What you have to do:
Reproduce the entries that follow verbatim, down to the final line.

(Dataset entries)
◇ ◇ ◇ ◇

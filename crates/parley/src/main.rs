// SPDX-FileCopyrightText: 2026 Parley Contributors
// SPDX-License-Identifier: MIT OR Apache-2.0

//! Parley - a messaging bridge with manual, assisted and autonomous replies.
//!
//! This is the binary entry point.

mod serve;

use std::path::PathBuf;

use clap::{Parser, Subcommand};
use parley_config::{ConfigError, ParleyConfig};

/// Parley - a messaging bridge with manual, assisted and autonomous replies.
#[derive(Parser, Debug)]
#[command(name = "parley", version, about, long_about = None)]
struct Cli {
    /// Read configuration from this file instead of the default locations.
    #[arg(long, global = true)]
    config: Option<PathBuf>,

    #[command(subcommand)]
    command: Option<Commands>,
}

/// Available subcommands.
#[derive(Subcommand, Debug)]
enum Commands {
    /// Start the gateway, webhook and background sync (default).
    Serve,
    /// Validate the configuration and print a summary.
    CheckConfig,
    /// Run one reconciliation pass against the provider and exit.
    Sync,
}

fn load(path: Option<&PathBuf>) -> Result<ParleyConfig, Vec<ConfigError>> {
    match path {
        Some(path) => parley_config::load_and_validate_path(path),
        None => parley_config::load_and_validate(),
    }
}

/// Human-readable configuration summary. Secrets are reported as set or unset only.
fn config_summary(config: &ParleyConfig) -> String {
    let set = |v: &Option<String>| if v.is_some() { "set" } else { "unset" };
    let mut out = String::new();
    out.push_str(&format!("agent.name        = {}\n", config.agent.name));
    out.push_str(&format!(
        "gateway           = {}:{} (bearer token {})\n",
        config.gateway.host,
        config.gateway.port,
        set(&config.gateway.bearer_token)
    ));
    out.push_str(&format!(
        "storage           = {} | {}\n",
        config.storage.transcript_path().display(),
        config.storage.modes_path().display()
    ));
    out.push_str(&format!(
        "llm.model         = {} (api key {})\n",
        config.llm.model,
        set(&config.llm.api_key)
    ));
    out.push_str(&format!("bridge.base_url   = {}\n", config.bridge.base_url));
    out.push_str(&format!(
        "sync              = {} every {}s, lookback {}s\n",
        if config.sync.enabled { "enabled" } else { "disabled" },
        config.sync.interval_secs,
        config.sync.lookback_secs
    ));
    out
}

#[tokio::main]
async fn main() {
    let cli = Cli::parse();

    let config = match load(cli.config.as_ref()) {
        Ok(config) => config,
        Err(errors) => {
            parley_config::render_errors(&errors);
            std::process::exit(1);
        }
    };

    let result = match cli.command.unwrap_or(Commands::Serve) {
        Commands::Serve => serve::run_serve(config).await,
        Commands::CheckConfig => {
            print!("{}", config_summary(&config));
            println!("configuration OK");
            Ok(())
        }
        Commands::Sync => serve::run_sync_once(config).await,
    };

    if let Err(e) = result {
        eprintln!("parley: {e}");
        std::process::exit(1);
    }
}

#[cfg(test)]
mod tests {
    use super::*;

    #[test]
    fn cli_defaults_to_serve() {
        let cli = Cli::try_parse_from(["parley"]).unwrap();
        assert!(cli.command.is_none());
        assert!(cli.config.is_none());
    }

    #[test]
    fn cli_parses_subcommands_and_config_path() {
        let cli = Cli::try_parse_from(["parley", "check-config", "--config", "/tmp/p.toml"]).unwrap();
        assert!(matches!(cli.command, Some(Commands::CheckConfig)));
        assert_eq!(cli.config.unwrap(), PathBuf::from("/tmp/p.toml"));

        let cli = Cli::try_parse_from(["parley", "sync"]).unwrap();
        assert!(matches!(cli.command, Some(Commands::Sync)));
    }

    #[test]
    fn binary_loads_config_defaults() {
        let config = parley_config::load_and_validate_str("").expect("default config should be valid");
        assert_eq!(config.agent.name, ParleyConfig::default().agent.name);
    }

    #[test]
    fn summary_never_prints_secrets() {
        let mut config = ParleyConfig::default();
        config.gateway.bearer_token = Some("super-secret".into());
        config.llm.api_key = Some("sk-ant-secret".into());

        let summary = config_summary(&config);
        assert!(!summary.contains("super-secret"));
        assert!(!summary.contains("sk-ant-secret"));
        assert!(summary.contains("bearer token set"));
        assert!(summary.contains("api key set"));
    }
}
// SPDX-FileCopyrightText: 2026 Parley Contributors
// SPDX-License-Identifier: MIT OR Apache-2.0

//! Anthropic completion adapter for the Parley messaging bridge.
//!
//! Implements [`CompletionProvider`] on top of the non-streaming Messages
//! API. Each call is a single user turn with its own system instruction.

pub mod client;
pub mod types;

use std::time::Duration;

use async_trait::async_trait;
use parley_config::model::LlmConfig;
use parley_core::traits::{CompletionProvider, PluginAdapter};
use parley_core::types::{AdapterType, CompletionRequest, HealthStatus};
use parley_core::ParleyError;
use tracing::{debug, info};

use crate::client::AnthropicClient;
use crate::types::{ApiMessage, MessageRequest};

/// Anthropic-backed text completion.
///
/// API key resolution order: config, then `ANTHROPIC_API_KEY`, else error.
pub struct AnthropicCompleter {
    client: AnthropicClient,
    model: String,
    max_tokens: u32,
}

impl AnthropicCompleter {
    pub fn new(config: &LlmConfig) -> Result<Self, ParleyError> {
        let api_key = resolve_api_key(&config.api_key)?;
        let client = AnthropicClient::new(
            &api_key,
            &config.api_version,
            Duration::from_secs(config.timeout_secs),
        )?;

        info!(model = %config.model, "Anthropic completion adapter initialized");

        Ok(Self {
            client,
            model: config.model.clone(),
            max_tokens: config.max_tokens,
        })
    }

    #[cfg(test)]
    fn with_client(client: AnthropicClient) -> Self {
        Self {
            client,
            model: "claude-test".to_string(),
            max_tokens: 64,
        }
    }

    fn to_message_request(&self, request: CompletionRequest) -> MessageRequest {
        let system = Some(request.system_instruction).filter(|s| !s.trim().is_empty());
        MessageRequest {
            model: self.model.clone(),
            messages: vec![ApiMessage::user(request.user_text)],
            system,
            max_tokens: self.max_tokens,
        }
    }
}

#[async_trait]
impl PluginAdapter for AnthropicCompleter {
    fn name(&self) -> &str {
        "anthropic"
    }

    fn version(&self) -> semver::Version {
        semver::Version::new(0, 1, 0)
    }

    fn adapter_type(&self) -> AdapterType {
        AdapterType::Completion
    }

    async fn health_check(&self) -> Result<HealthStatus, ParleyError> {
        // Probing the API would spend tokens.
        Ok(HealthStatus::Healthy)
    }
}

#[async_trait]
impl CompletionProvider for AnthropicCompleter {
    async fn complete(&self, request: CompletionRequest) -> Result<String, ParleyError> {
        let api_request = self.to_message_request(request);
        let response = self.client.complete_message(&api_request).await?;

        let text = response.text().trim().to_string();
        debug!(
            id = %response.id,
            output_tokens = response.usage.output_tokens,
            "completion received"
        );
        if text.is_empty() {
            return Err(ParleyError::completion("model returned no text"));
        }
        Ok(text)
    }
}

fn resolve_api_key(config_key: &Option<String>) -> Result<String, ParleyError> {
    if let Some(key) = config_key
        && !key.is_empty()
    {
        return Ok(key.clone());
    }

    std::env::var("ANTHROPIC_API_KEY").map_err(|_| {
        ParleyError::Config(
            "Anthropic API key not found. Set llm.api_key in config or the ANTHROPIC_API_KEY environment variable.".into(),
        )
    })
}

◇ ◇ ◇ ◇

Answer to this task:
filename crates/parley/src/main.rs
// SPDX-FileCopyrightText: 2026 Parley Contributors
// SPDX-License-Identifier: MIT OR Apache-2.0

//! Parley - a messaging bridge with manual, assisted and autonomous replies.
//!
//! This is the binary entry point.

mod serve;

use std::path::PathBuf;

use clap::{Parser, Subcommand};
use parley_config::{ConfigError, ParleyConfig};

/// Parley - a messaging bridge with manual, assisted and autonomous replies.
#[derive(Parser, Debug)]
#[command(name = "parley", version, about, long_about = None)]
struct Cli {
    /// Read configuration from this file instead of the default locations.
    #[arg(long, global = true)]
    config: Option<PathBuf>,

    #[command(subcommand)]
    command: Option<Commands>,
}

/// Available subcommands.
#[derive(Subcommand, Debug)]
enum Commands {
    /// Start the gateway, webhook and background sync (default).
    Serve,
    /// Validate the configuration and print a summary.
    CheckConfig,
    /// Run one reconciliation pass against the provider and exit.
    Sync,
}

fn load(path: Option<&PathBuf>) -> Result<ParleyConfig, Vec<ConfigError>> {
    match path {
        Some(path) => parley_config::load_and_validate_path(path),
        None => parley_config::load_and_validate(),
    }
}

/// Human-readable configuration summary. Secrets are reported as set or unset only.
fn config_summary(config: &ParleyConfig) -> String {
    let set = |v: &Option<String>| if v.is_some() { "set" } else { "unset" };
    let mut out = String::new();
    out.push_str(&format!("agent.name        = {}\n", config.agent.name));
    out.push_str(&format!(
        "gateway           = {}:{} (bearer token {})\n",
        config.gateway.host,
        config.gateway.port,
        set(&config.gateway.bearer_token)
    ));
    out.push_str(&format!(
        "storage           = {} | {}\n",
        config.storage.transcript_path().display(),
        config.storage.modes_path().display()
    ));
    out.push_str(&format!(
        "llm.model         = {} (api key {})\n",
        config.llm.model,
        set(&config.llm.api_key)
    ));
    out.push_str(&format!("bridge.base_url   = {}\n", config.bridge.base_url));
    out.push_str(&format!(
        "sync              = {} every {}s, lookback {}s\n",
        if config.sync.enabled { "enabled" } else { "disabled" },
        config.sync.interval_secs,
        config.sync.lookback_secs
    ));
    out
}

#[tokio::main]
async fn main() {
    let cli = Cli::parse();

    let config = match load(cli.config.as_ref()) {
        Ok(config) => config,
        Err(errors) => {
            parley_config::render_errors(&errors);
            std::process::exit(1);
        }
    };

    let result = match cli.command.unwrap_or(Commands::Serve) {
        Commands::Serve => serve::run_serve(config).await,
        Commands::CheckConfig => {
            print!("{}", config_summary(&config));
            println!("configuration OK");
            Ok(())
        }
        Commands::Sync => serve::run_sync_once(config).await,
    };

    if let Err(e) = result {
        eprintln!("parley: {e}");
        std::process::exit(1);
    }
}

#[cfg(test)]
mod tests {
    use super::*;

    #[test]
    fn cli_defaults_to_serve() {
        let cli = Cli::try_parse_from(["parley"]).unwrap();
        assert!(cli.command.is_none());
        assert!(cli.config.is_none());
    }

    #[test]
    fn cli_parses_subcommands_and_config_path() {
        let cli = Cli::try_parse_from(["parley", "check-config", "--config", "/tmp/p.toml"]).unwrap();
        assert!(matches!(cli.command, Some(Commands::CheckConfig)));
        assert_eq!(cli.config.unwrap(), PathBuf::from("/tmp/p.toml"));

        let cli = Cli::try_parse_from(["parley", "sync"]).unwrap();
        assert!(matches!(cli.command, Some(Commands::Sync)));
    }

    #[test]
    fn binary_loads_config_defaults() {
        let config = parley_config::load_and_validate_str("").expect("default config should be valid");
        assert_eq!(config.agent.name, ParleyConfig::default().agent.name);
    }

    #[test]
    fn summary_never_prints_secrets() {
        let mut config = ParleyConfig::default();
        config.gateway.bearer_token = Some("super-secret".into());
        config.llm.api_key = Some("sk-ant-secret".into());

        let summary = config_summary(&config);
        assert!(!summary.contains("super-secret"));
        assert!(!summary.contains("sk-ant-secret"));
        assert!(summary.contains("bearer token set"));
        assert!(summary.contains("api key set"));
    }
}
// SPDX-FileCopyrightText: 2026 Parley Contributors
// SPDX-License-Identifier: MIT OR Apache-2.0

//! Anthropic completion adapter for the Parley messaging bridge.
//!
//! Implements [`CompletionProvider`] on top of the non-streaming Messages
//! API. Each call is a single user turn with its own system instruction.

pub mod client;
pub mod types;

use std::time::Duration;

use async_trait::async_trait;
use parley_config::model::LlmConfig;
use parley_core::traits::{CompletionProvider, PluginAdapter};
use parley_core::types::{AdapterType, CompletionRequest, HealthStatus};
use parley_core::ParleyError;
use tracing::{debug, info};

use crate::client::AnthropicClient;
use crate::types::{ApiMessage, MessageRequest};

/// Anthropic-backed text completion.
///
/// API key resolution order: config, then `ANTHROPIC_API_KEY`, else error.
pub struct AnthropicCompleter {
    client: AnthropicClient,
    model: String,
    max_tokens: u32,
}

impl AnthropicCompleter {
    pub fn new(config: &LlmConfig) -> Result<Self, ParleyError> {
        let api_key = resolve_api_key(&config.api_key)?;
        let client = AnthropicClient::new(
            &api_key,
            &config.api_version,
            Duration::from_secs(config.timeout_secs),
        )?;

        info!(model = %config.model, "Anthropic completion adapter initialized");

        Ok(Self {
            client,
            model: config.model.clone(),
            max_tokens: config.max_tokens,
        })
    }

    #[cfg(test)]
    fn with_client(client: AnthropicClient) -> Self {
        Self {
            client,
            model: "claude-test".to_string(),
            max_tokens: 64,
        }
    }

    fn to_message_request(&self, request: CompletionRequest) -> MessageRequest {
        let system = Some(request.system_instruction).filter(|s| !s.trim().is_empty());
        MessageRequest {
            model: self.model.clone(),
            messages: vec![ApiMessage::user(request.user_text)],
            system,
            max_tokens: self.max_tokens,
        }
    }
}

#[async_trait]
impl PluginAdapter for AnthropicCompleter {
    fn name(&self) -> &str {
        "anthropic"
    }

    fn version(&self) -> semver::Version {
        semver::Version::new(0, 1, 0)
    }

    fn adapter_type(&self) -> AdapterType {
        AdapterType::Completion
    }

    async fn health_check(&self) -> Result<HealthStatus, ParleyError> {
        // Probing the API would spend tokens.
        Ok(HealthStatus::Healthy)
    }
}

#[async_trait]
impl CompletionProvider for AnthropicCompleter {
    async fn complete(&self, request: CompletionRequest) -> Result<String, ParleyError> {
        let api_request = self.to_message_request(request);
        let response = self.client.complete_message(&api_request).await?;

        let text = response.text().trim().to_string();
        debug!(
            id = %response.id,
            output_tokens = response.usage.output_tokens,
            "completion received"
        );
        if text.is_empty() {
            return Err(ParleyError::completion("model returned no text"));
        }
        Ok(text)
    }
}

fn resolve_api_key(config_key: &Option<String>) -> Result<String, ParleyError> {
    if let Some(key) = config_key
        && !key.is_empty()
    {
        return Ok(key.clone());
    }

    std::env::var("ANTHROPIC_API_KEY").map_err(|_| {
        ParleyError::Config(
            "Anthropic API key not found. Set llm.api_key in config or the ANTHROPIC_API_KEY environment variable.".into(),
        )
    })
}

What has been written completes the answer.